Exercise prompt =
Your response must consist of one number: how many lines in this material contain the word "into".

Dataset records =
//! Tracing setup for structured logging.

use serde::{Deserialize, Serialize};
use tracing_subscriber::{
    fmt::{self, format::FmtSpan},
    layer::SubscriberExt,
    util::SubscriberInitExt,
    EnvFilter,
};

/// Tracing configuration. `RUST_LOG` takes precedence over `filter`.
#[derive(Debug, Clone, Serialize, Deserialize)]
#[serde(default)]
pub struct TracingConfig {
    /// Log level filter (e.g., "info", "tracker=debug,clickhouse_client=debug")
    pub filter: String,
    /// Whether to output JSON format
    pub json: bool,
    /// Whether to include span events
    pub span_events: bool,
}

impl Default for TracingConfig {
    fn default() -> Self {
        Self {
            filter: "info".to_string(),
            json: false,
            span_events: false,
        }
    }
}

impl TracingConfig {
    /// Applies `LOG_JSON` on top of the configured values.
    pub fn with_env(mut self) -> Self {
        if let Ok(v) = std::env::var("LOG_JSON") {
            self.json = v == "1" || v.eq_ignore_ascii_case("true");
        }
        self
    }
}

/// Initialize tracing with the given configuration. Returns false when a
/// global subscriber is already installed.
pub fn init_tracing(config: &TracingConfig) -> bool {
    let env_filter = EnvFilter::try_from_default_env()
        .or_else(|_| EnvFilter::try_new(&config.filter))
        .unwrap_or_else(|_| EnvFilter::new("info"));

    let span_events = if config.span_events {
        FmtSpan::NEW | FmtSpan::CLOSE
    } else {
        FmtSpan::NONE
    };

    let installed = if config.json {
        let fmt_layer = fmt::layer()
            .json()
            .with_span_events(span_events)
            .with_target(true)
            .with_file(true)
            .with_line_number(true);

        tracing_subscriber::registry()
            .with(env_filter)
            .with(fmt_layer)
            .try_init()
            .is_ok()
    } else {
        let fmt_layer = fmt::layer()
            .with_span_events(span_events)
            .with_target(true);

        tracing_subscriber::registry()
            .with(env_filter)
            .with(fmt_layer)
            .try_init()
            .is_ok()
    };

    if installed {
        tracing::info!(filter = %config.filter, json = config.json, "Tracing initialized");
    }
    installed
}
//! Storage contract used by the tracker and the analyzer.

use async_trait::async_trait;
use chrono::{DateTime, Utc};

use crate::error::Result;
use crate::model::{Event, PageView, Session, UserAgent};
use crate::query::Query;
use crate::stats::{
    ActiveVisitorStats, AvgTimeSpentStats, ConversionStats, DimensionStats, EntryStats,
    EventStats, ExitStats, PageStats, ScreenSizeStats, TotalVisitorSessionStats,
    TotalVisitorStats,
};

/// Analytical store.
///
/// Each save writes the whole batch or nothing. Select methods read result
/// columns by position; the expected column order is given per method and
/// matches the field order the analyzer passes to the query builder.
#[async_trait]
pub trait Store: Send + Sync {
    async fn save_page_views(&self, rows: &[PageView]) -> Result<()>;

    async fn save_sessions(&self, rows: &[Session]) -> Result<()>;

    async fn save_events(&self, rows: &[Event]) -> Result<()>;

    async fn save_user_agents(&self, rows: &[UserAgent]) -> Result<()>;

    /// Latest live session row of a visitor newer than `max_age`.
    /// `Ok(None)` when there is none.
    async fn session(
        &self,
        client_id: u64,
        visitor_id: u64,
        max_age: DateTime<Utc>,
    ) -> Result<Option<Session>>;

    /// First column of the first row as an unsigned integer; zero if the
    /// result is empty.
    async fn count(&self, query: &Query) -> Result<u64>;

    /// Columns: path, [title], visitors, sessions, relative_visitors, views,
    /// relative_views, bounces, bounce_rate, [average_time_spent_seconds].
    async fn select_page_stats(
        &self,
        include_title: bool,
        include_time_spent: bool,
        query: &Query,
    ) -> Result<Vec<PageStats>>;

    /// Columns: entry_path, [entry_title], entries.
    async fn select_entry_stats(&self, include_title: bool, query: &Query)
        -> Result<Vec<EntryStats>>;

    /// Columns: exit_path, [exit_title], exits.
    async fn select_exit_stats(&self, include_title: bool, query: &Query) -> Result<Vec<ExitStats>>;

    /// Columns: path, visitors, sessions, views.
    async fn select_total_visitor_session_stats(
        &self,
        query: &Query,
    ) -> Result<Vec<TotalVisitorSessionStats>>;

    /// Columns: path, average_time_spent_seconds.
    async fn select_avg_time_spent_stats(&self, query: &Query) -> Result<Vec<AvgTimeSpentStats>>;

    /// Columns: visitors, views, cr. Zeroed when the result is empty.
    async fn get_conversion_stats(&self, query: &Query) -> Result<ConversionStats>;

    /// Columns: value, visitors, relative_visitors.
    async fn select_dimension_stats(&self, query: &Query) -> Result<Vec<DimensionStats>>;

    /// Columns: screen_width, screen_height, visitors, relative_visitors.
    async fn select_screen_size_stats(&self, query: &Query) -> Result<Vec<ScreenSizeStats>>;

    /// Columns: path, [title], visitors.
    async fn select_active_visitor_stats(
        &self,
        include_title: bool,
        query: &Query,
    ) -> Result<Vec<ActiveVisitorStats>>;

    /// Columns: event_name, visitors, count, cr, average_time_spent_seconds.
    async fn select_event_stats(&self, query: &Query) -> Result<Vec<EventStats>>;

    /// Columns: visitors, sessions, views, bounces, bounce_rate. Zeroed when
    /// the result is empty.
    async fn get_total_visitor_stats(&self, query: &Query) -> Result<TotalVisitorStats>;
}
//! Closed catalog of selectable and groupable fields.

use crate::error::{Error, Result};
use crate::filter::Direction;

/// Which stored relation a field needs beyond plain page view rows.
#[derive(Debug, Clone, Copy, PartialEq, Eq, Hash)]
pub enum Affinity {
    /// Available on page view and event rows alike.
    Any,
    /// Needs the collapsed session state.
    Session,
    /// Only defined for event rows.
    Event,
}

/// Scalar total a relative field is divided by.
#[derive(Debug, Clone, Copy, PartialEq, Eq, Hash)]
pub enum Total {
    Visitors,
    Views,
}

/// A field of the query vocabulary.
///
/// `rows` is the expression over page view or event rows (`v`), joined with
/// the per-session aggregate `s` when needed. `sessions` is the expression
/// over sessions collapsed to one row each (columns `live`, `views_sum`,
/// `bounced`). A `None` expression means the field is not available in that
/// shape.
#[derive(Debug, Clone, Copy, PartialEq, Eq, Hash)]
pub struct Field {
    pub name: &'static str,
    pub rows: Option<&'static str>,
    pub sessions: Option<&'static str>,
    pub direction: Direction,
    pub affinity: Affinity,
    pub aggregate: bool,
    pub total: Option<Total>,
}

const fn dimension(name: &'static str, rows: &'static str, sessions: &'static str) -> Field {
    Field {
        name,
        rows: Some(rows),
        sessions: Some(sessions),
        direction: Direction::Asc,
        affinity: Affinity::Any,
        aggregate: false,
        total: None,
    }
}

const fn page_dimension(name: &'static str, rows: &'static str) -> Field {
    Field {
        name,
        rows: Some(rows),
        sessions: None,
        direction: Direction::Asc,
        affinity: Affinity::Any,
        aggregate: false,
        total: None,
    }
}

const fn session_dimension(name: &'static str) -> Field {
    Field {
        name,
        rows: None,
        sessions: Some(name),
        direction: Direction::Asc,
        affinity: Affinity::Session,
        aggregate: false,
        total: None,
    }
}

impl Field {
    pub const VISITORS: Field = Field {
        name: "visitors",
        rows: Some("uniq(v.visitor_id)"),
        sessions: Some("uniq(visitor_id)"),
        direction: Direction::Desc,
        affinity: Affinity::Any,
        aggregate: true,
        total: None,
    };
    pub const SESSIONS: Field = Field {
        name: "sessions",
        rows: Some("uniq(v.visitor_id, v.session_id)"),
        sessions: Some("toUInt64(sum(live))"),
        direction: Direction::Desc,
        affinity: Affinity::Any,
        aggregate: true,
        total: None,
    };
    pub const VIEWS: Field = Field {
        name: "views",
        rows: Some("count(*)"),
        sessions: Some("toUInt64(sum(views_sum))"),
        direction: Direction::Desc,
        affinity: Affinity::Any,
        aggregate: true,
        total: None,
    };
    pub const BOUNCES: Field = Field {
        name: "bounces",
        rows: Some("uniqIf(v.visitor_id, v.session_id, s.bounced > 0)"),
        sessions: Some("toUInt64(sum(bounced))"),
        direction: Direction::Desc,
        affinity: Affinity::Session,
        aggregate: true,
        total: None,
    };
    pub const BOUNCE_RATE: Field = Field {
        name: "bounce_rate",
        rows: Some(
            "uniqIf(v.visitor_id, v.session_id, s.bounced > 0) / greatest(uniq(v.visitor_id, v.session_id), 1)",
        ),
        sessions: Some("sum(bounced) / greatest(sum(live), 1)"),
        direction: Direction::Desc,
        affinity: Affinity::Session,
        aggregate: true,
        total: None,
    };
    pub const RELATIVE_VISITORS: Field = Field {
        name: "relative_visitors",
        rows: Some("uniq(v.visitor_id)"),
        sessions: Some("uniq(visitor_id)"),
        direction: Direction::Desc,
        affinity: Affinity::Any,
        aggregate: true,
        total: Some(Total::Visitors),
    };
    pub const RELATIVE_VIEWS: Field = Field {
        name: "relative_views",
        rows: Some("count(*)"),
        sessions: Some("sum(views_sum)"),
        direction: Direction::Desc,
        affinity: Affinity::Any,
        aggregate: true,
        total: Some(Total::Views),
    };
    /// Conversion rate: matching visitors relative to all visitors.
    pub const CR: Field = Field {
        name: "cr",
        rows: Some("uniq(v.visitor_id)"),
        sessions: Some("uniq(visitor_id)"),
        direction: Direction::Desc,
        affinity: Affinity::Any,
        aggregate: true,
        total: Some(Total::Visitors),
    };
    pub const ENTRIES: Field = Field {
        name: "entries",
        rows: None,
        sessions: Some("toUInt64(sum(live))"),
        direction: Direction::Desc,
        affinity: Affinity::Session,
        aggregate: true,
        total: None,
    };
    pub const EXITS: Field = Field {
        name: "exits",
        rows: None,
        sessions: Some("toUInt64(sum(live))"),
        direction: Direction::Desc,
        affinity: Affinity::Session,
        aggregate: true,
        total: None,
    };
    pub const EVENT_TIME_SPENT: Field = Field {
        name: "average_time_spent_seconds",
        rows: Some("toUInt64(avg(v.duration_seconds))"),
        sessions: None,
        direction: Direction::Desc,
        affinity: Affinity::Event,
        aggregate: true,
        total: None,
    };
    /// Number of event rows.
    pub const COUNT: Field = Field {
        name: "count",
        rows: Some("count(*)"),
        sessions: None,
        direction: Direction::Desc,
        affinity: Affinity::Event,
        aggregate: true,
        total: None,
    };

    pub const PATH: Field = page_dimension("path", "v.path");
    pub const TITLE: Field = page_dimension("title", "v.title");
    pub const ENTRY_PATH: Field = session_dimension("entry_path");
    pub const EXIT_PATH: Field = session_dimension("exit_path");
    pub const ENTRY_TITLE: Field = session_dimension("entry_title");
    pub const EXIT_TITLE: Field = session_dimension("exit_title");
    pub const LANGUAGE: Field = dimension("language", "v.language", "language");
    pub const COUNTRY: Field = dimension("country_code", "v.country_code", "country_code");
    pub const CITY: Field = dimension("city", "v.city", "city");
    pub const REFERRER: Field = dimension("referrer", "v.referrer", "referrer");
    pub const REFERRER_NAME: Field = dimension("referrer_name", "v.referrer_name", "referrer_name");
    pub const REFERRER_ICON: Field = dimension("referrer_icon", "v.referrer_icon", "referrer_icon");
    pub const OS: Field = dimension("os", "v.os", "os");
    pub const OS_VERSION: Field = dimension("os_version", "v.os_version", "os_version");
    pub const BROWSER: Field = dimension("browser", "v.browser", "browser");
    pub const BROWSER_VERSION: Field =
        dimension("browser_version", "v.browser_version", "browser_version");
    pub const SCREEN_CLASS: Field = dimension("screen_class", "v.screen_class", "screen_class");
    pub const SCREEN_WIDTH: Field = dimension("screen_width", "v.screen_width", "screen_width");
    pub const SCREEN_HEIGHT: Field = dimension("screen_height", "v.screen_height", "screen_height");
    pub const UTM_SOURCE: Field = dimension("utm_source", "v.utm_source", "utm_source");
    pub const UTM_MEDIUM: Field = dimension("utm_medium", "v.utm_medium", "utm_medium");
    pub const UTM_CAMPAIGN: Field = dimension("utm_campaign", "v.utm_campaign", "utm_campaign");
    pub const UTM_CONTENT: Field = dimension("utm_content", "v.utm_content", "utm_content");
    pub const UTM_TERM: Field = dimension("utm_term", "v.utm_term", "utm_term");
    pub const EVENT_NAME: Field = Field {
        name: "event_name",
        rows: Some("v.event_name"),
        sessions: None,
        direction: Direction::Asc,
        affinity: Affinity::Event,
        aggregate: false,
        total: None,
    };

    /// Every field of the vocabulary.
    pub const ALL: &'static [Field] = &[
        Self::VISITORS,
        Self::SESSIONS,
        Self::VIEWS,
        Self::BOUNCES,
        Self::BOUNCE_RATE,
        Self::RELATIVE_VISITORS,
        Self::RELATIVE_VIEWS,
        Self::CR,
        Self::ENTRIES,
        Self::EXITS,
        Self::EVENT_TIME_SPENT,
        Self::COUNT,
        Self::PATH,
        Self::TITLE,
        Self::ENTRY_PATH,
        Self::EXIT_PATH,
        Self::ENTRY_TITLE,
        Self::EXIT_TITLE,
        Self::LANGUAGE,
        Self::COUNTRY,
        Self::CITY,
        Self::REFERRER,
        Self::REFERRER_NAME,
        Self::REFERRER_ICON,
        Self::OS,
        Self::OS_VERSION,
        Self::BROWSER,
        Self::BROWSER_VERSION,
        Self::SCREEN_CLASS,
        Self::SCREEN_WIDTH,
        Self::SCREEN_HEIGHT,
        Self::UTM_SOURCE,
        Self::UTM_MEDIUM,
        Self::UTM_CAMPAIGN,
        Self::UTM_CONTENT,
        Self::UTM_TERM,
        Self::EVENT_NAME,
    ];

    /// Looks up a field by its output name.
    pub fn by_name(name: &str) -> Result<Field> {
        Self::ALL
            .iter()
            .find(|f| f.name == name)
            .copied()
            .ok_or_else(|| Error::config(format!("unknown field {:?}", name)))
    }

    /// Only defined on collapsed sessions.
    pub fn session_only(&self) -> bool {
        self.rows.is_none()
    }
}
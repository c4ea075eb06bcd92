//! Tracked requests and their validation.

use std::collections::BTreeMap;

use serde::{Deserialize, Serialize};
use validator::{Validate, ValidationError};

use crate::error::{Error, Result};
use crate::limits::{MAX_EVENT_META_ENTRIES, MAX_EVENT_META_LEN, MAX_SCREEN_DIMENSION};

/// A page hit as handed over by the tracking handler.
#[derive(Debug, Clone, Default, Serialize, Deserialize, Validate)]
pub struct HitRequest {
    pub client_id: u64,
    /// Raw client IP, used for the fingerprint only.
    #[validate(length(min = 1, max = 45))]
    pub ip: String,
    #[validate(length(max = 512))]
    pub user_agent: String,
    /// Full page URL. Path, hostname and UTM parameters are read from it.
    #[validate(length(min = 1, max = 2048))]
    pub url: String,
    #[validate(length(max = 500))]
    #[serde(default)]
    pub title: String,
    #[validate(length(max = 2048))]
    #[serde(default)]
    pub referrer: String,
    /// Raw Accept-Language header.
    #[validate(length(max = 256))]
    #[serde(default)]
    pub accept_language: String,
    #[serde(default)]
    pub screen_width: u16,
    #[serde(default)]
    pub screen_height: u16,
}

/// A custom event attached to a page.
#[derive(Debug, Clone, Default, Serialize, Deserialize, Validate)]
pub struct EventRequest {
    #[validate(length(min = 1, max = 200))]
    pub name: String,
    #[validate(custom(function = "validate_meta"))]
    #[serde(default)]
    pub meta: BTreeMap<String, String>,
    #[serde(default)]
    pub duration_seconds: u32,
}

fn validate_meta(meta: &BTreeMap<String, String>) -> std::result::Result<(), ValidationError> {
    if meta.len() > MAX_EVENT_META_ENTRIES {
        let mut err = ValidationError::new("too_many_meta_entries");
        err.message = Some(format!("at most {} meta entries", MAX_EVENT_META_ENTRIES).into());
        return Err(err);
    }
    if meta
        .iter()
        .any(|(k, v)| k.is_empty() || k.len() > MAX_EVENT_META_LEN || v.len() > MAX_EVENT_META_LEN)
    {
        let mut err = ValidationError::new("invalid_meta_entry");
        err.message = Some(format!("meta keys must be 1..={} chars", MAX_EVENT_META_LEN).into());
        return Err(err);
    }
    Ok(())
}

/// Validates a page hit.
pub fn validate_hit(hit: &HitRequest) -> Result<()> {
    hit.validate()
        .map_err(|e| Error::validation(format!("{}", e)))?;

    if hit.screen_width > MAX_SCREEN_DIMENSION || hit.screen_height > MAX_SCREEN_DIMENSION {
        return Err(Error::validation(format!(
            "screen dimensions cannot exceed {}px",
            MAX_SCREEN_DIMENSION
        )));
    }

    url::Url::parse(&hit.url).map_err(|e| Error::validation(format!("url: {}", e)))?;
    Ok(())
}

/// Validates an event together with the hit it belongs to.
pub fn validate_event(event: &EventRequest, hit: &HitRequest) -> Result<()> {
    event
        .validate()
        .map_err(|e| Error::validation(format!("event: {}", e)))?;
    validate_hit(hit)
}
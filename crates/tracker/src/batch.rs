//! Per record type batch collectors.
//!
//! Each record type has one bounded channel and one collector task. The
//! collector accumulates rows until the batch is full or old enough, then
//! hands the batch to a save task. Each channel has its own semaphore, which
//! caps its concurrent inserts at the configured worker count.

use std::future::Future;
use std::pin::Pin;
use std::sync::Arc;
use std::time::Duration;

use pirsch_core::{Error, Event, PageView, Result, Session, Store, UserAgent};
use telemetry::metrics;
use tokio::sync::{mpsc, oneshot, Semaphore};
use tokio::time::MissedTickBehavior;
use tokio_util::sync::CancellationToken;
use tracing::{debug, error};

/// Callback for failed batch inserts.
pub type ErrorHandler = Arc<dyn Fn(&Error) + Send + Sync>;

type SaveFuture<'a> = Pin<Box<dyn Future<Output = Result<()>> + Send + 'a>>;

/// A row type with its own table and channel.
pub trait Record: Send + Sync + Sized + 'static {
    const CHANNEL: &'static str;

    fn save<'a>(store: &'a dyn Store, rows: &'a [Self]) -> SaveFuture<'a>;
}

impl Record for PageView {
    const CHANNEL: &'static str = "page_view";

    fn save<'a>(store: &'a dyn Store, rows: &'a [Self]) -> SaveFuture<'a> {
        store.save_page_views(rows)
    }
}

impl Record for Session {
    const CHANNEL: &'static str = "session";

    fn save<'a>(store: &'a dyn Store, rows: &'a [Self]) -> SaveFuture<'a> {
        store.save_sessions(rows)
    }
}

impl Record for Event {
    const CHANNEL: &'static str = "event";

    fn save<'a>(store: &'a dyn Store, rows: &'a [Self]) -> SaveFuture<'a> {
        store.save_events(rows)
    }
}

impl Record for UserAgent {
    const CHANNEL: &'static str = "user_agent";

    fn save<'a>(store: &'a dyn Store, rows: &'a [Self]) -> SaveFuture<'a> {
        store.save_user_agents(rows)
    }
}

pub(crate) enum Message<T> {
    /// Rows that must land in the same batch.
    Rows(Vec<T>),
    /// Dispatch everything buffered, then acknowledge.
    Flush(oneshot::Sender<()>),
}

/// Capacity for one message on a channel. Dropping it unused gives the
/// capacity back.
pub(crate) struct Slot<'a, T> {
    permit: mpsc::Permit<'a, Message<T>>,
}

impl<T: Record> Slot<'_, T> {
    /// Sends the rows; cannot fail once the slot is held.
    pub fn send(self, rows: Vec<T>) {
        if rows.is_empty() {
            return;
        }
        metrics().queued_records.add(rows.len() as u64);
        self.permit.send(Message::Rows(rows));
    }
}

/// Reserves capacity for one message, waiting at most `timeout`.
pub(crate) async fn reserve<T: Record>(
    tx: &mpsc::Sender<Message<T>>,
    timeout: Option<Duration>,
) -> Result<Slot<'_, T>> {
    let permit = match timeout {
        None => tx.reserve().await.map_err(|_| Error::Stopped)?,
        Some(timeout) => match tokio::time::timeout(timeout, tx.reserve()).await {
            Ok(reserved) => reserved.map_err(|_| Error::Stopped)?,
            Err(_) => {
                return Err(Error::overloaded(
                    T::CHANNEL,
                    timeout.as_millis() as u64,
                ))
            }
        },
    };
    Ok(Slot { permit })
}

pub(crate) struct Collector<T: Record> {
    pub rx: mpsc::Receiver<Message<T>>,
    pub store: Arc<dyn Store>,
    pub pool: Arc<Semaphore>,
    pub batch_size: usize,
    pub max_age: Duration,
    pub on_error: Option<ErrorHandler>,
    pub cancel: CancellationToken,
}

impl<T: Record> Collector<T> {
    /// Runs until every sender is dropped or the token is cancelled.
    pub async fn run(mut self) {
        let mut buffer: Vec<T> = Vec::with_capacity(self.batch_size);
        let mut ticker = tokio::time::interval(self.max_age);
        ticker.set_missed_tick_behavior(MissedTickBehavior::Delay);

        loop {
            tokio::select! {
                _ = self.cancel.cancelled() => {
                    let mut dropped = buffer.len();
                    self.rx.close();
                    while let Ok(message) = self.rx.try_recv() {
                        if let Message::Rows(rows) = message {
                            dropped += rows.len();
                        }
                    }
                    metrics().queued_records.sub(dropped as u64);
                    if dropped > 0 {
                        metrics().records_dropped.inc_by(dropped as u64);
                        error!(channel = T::CHANNEL, dropped = dropped, "Dropped unsaved records on stop");
                    }
                    break;
                }
                message = self.rx.recv() => match message {
                    Some(Message::Rows(rows)) => {
                        if !buffer.is_empty() && buffer.len() + rows.len() > self.batch_size {
                            self.dispatch(std::mem::take(&mut buffer)).await;
                        }
                        buffer.extend(rows);
                        if buffer.len() >= self.batch_size {
                            self.dispatch(std::mem::take(&mut buffer)).await;
                        }
                    }
                    Some(Message::Flush(done)) => {
                        if !buffer.is_empty() {
                            self.dispatch(std::mem::take(&mut buffer)).await;
                        }
                        let _ = done.send(());
                    }
                    None => {
                        if !buffer.is_empty() {
                            self.dispatch(std::mem::take(&mut buffer)).await;
                        }
                        debug!(channel = T::CHANNEL, "Collector stopped");
                        break;
                    }
                },
                _ = ticker.tick() => {
                    if !buffer.is_empty() {
                        self.dispatch(std::mem::take(&mut buffer)).await;
                    }
                }
            }
        }
    }

    /// Waits for a free worker and saves the batch on it.
    async fn dispatch(&self, rows: Vec<T>) {
        let n = rows.len();
        let permit = match self.pool.clone().acquire_owned().await {
            Ok(permit) => permit,
            Err(_) => {
                metrics().queued_records.sub(n as u64);
                metrics().records_dropped.inc_by(n as u64);
                error!(channel = T::CHANNEL, dropped = n, "Worker pool closed");
                return;
            }
        };
        metrics().queued_records.sub(n as u64);

        let store = self.store.clone();
        let on_error = self.on_error.clone();
        tokio::spawn(async move {
            let result = T::save(store.as_ref(), &rows).await;
            match result {
                Ok(()) => debug!(channel = T::CHANNEL, count = n, "Saved batch"),
                Err(e) => {
                    error!(channel = T::CHANNEL, count = n, error = %e, "Failed to save batch");
                    if let Some(on_error) = on_error {
                        on_error(&e);
                    }
                }
            }
            drop(permit);
        });
    }
}
//! Statistics results returned by the analyzer.

use serde::{Deserialize, Serialize};

/// Per-page statistics.
#[derive(Debug, Clone, Default, PartialEq, Serialize, Deserialize)]
pub struct PageStats {
    pub path: String,
    pub title: String,
    pub visitors: u64,
    pub sessions: u64,
    pub relative_visitors: f64,
    pub views: u64,
    pub relative_views: f64,
    pub bounces: u64,
    pub bounce_rate: f64,
    pub average_time_spent_seconds: u64,
}

/// Entry page statistics.
#[derive(Debug, Clone, Default, PartialEq, Serialize, Deserialize)]
pub struct EntryStats {
    pub path: String,
    pub title: String,
    pub visitors: u64,
    pub sessions: u64,
    pub entries: u64,
    pub entry_rate: f64,
    pub average_time_spent_seconds: u64,
}

/// Exit page statistics.
#[derive(Debug, Clone, Default, PartialEq, Serialize, Deserialize)]
pub struct ExitStats {
    pub path: String,
    pub title: String,
    pub visitors: u64,
    pub sessions: u64,
    pub exits: u64,
    pub exit_rate: f64,
}

/// Visitors, sessions and views of one path.
#[derive(Debug, Clone, Default, PartialEq, Eq, Serialize, Deserialize)]
pub struct TotalVisitorSessionStats {
    pub path: String,
    pub visitors: u64,
    pub sessions: u64,
    pub views: u64,
}

/// Average time on page of one path.
#[derive(Debug, Clone, Default, PartialEq, Eq, Serialize, Deserialize)]
pub struct AvgTimeSpentStats {
    pub path: String,
    pub average_time_spent_seconds: u64,
}

#[derive(Debug, Clone, Default, PartialEq, Serialize, Deserialize)]
pub struct ConversionStats {
    pub visitors: u64,
    pub views: u64,
    pub cr: f64,
}

/// Visitors grouped by a single string dimension (language, country, ...).
#[derive(Debug, Clone, Default, PartialEq, Serialize, Deserialize)]
pub struct DimensionStats {
    pub value: String,
    pub visitors: u64,
    pub relative_visitors: f64,
}

#[derive(Debug, Clone, Default, PartialEq, Serialize, Deserialize)]
pub struct ScreenSizeStats {
    pub screen_width: u16,
    pub screen_height: u16,
    pub visitors: u64,
    pub relative_visitors: f64,
}

#[derive(Debug, Clone, Default, PartialEq, Serialize, Deserialize)]
pub struct PlatformStats {
    pub platform_desktop: u64,
    pub platform_mobile: u64,
    pub platform_unknown: u64,
    pub relative_platform_desktop: f64,
    pub relative_platform_mobile: f64,
    pub relative_platform_unknown: f64,
}

#[derive(Debug, Clone, Default, PartialEq, Eq, Serialize, Deserialize)]
pub struct ActiveVisitorStats {
    pub path: String,
    pub title: String,
    pub visitors: u64,
}

/// Per event name statistics.
#[derive(Debug, Clone, Default, PartialEq, Serialize, Deserialize)]
pub struct EventStats {
    pub name: String,
    pub visitors: u64,
    pub count: u64,
    pub cr: f64,
    pub average_duration_seconds: u64,
}

#[derive(Debug, Clone, Default, PartialEq, Serialize, Deserialize)]
pub struct TotalVisitorStats {
    pub visitors: u64,
    pub sessions: u64,
    pub views: u64,
    pub bounces: u64,
    pub bounce_rate: f64,
    /// Set when the filter asks for the average time on page.
    pub average_time_spent_seconds: u64,
}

Output of the task =
2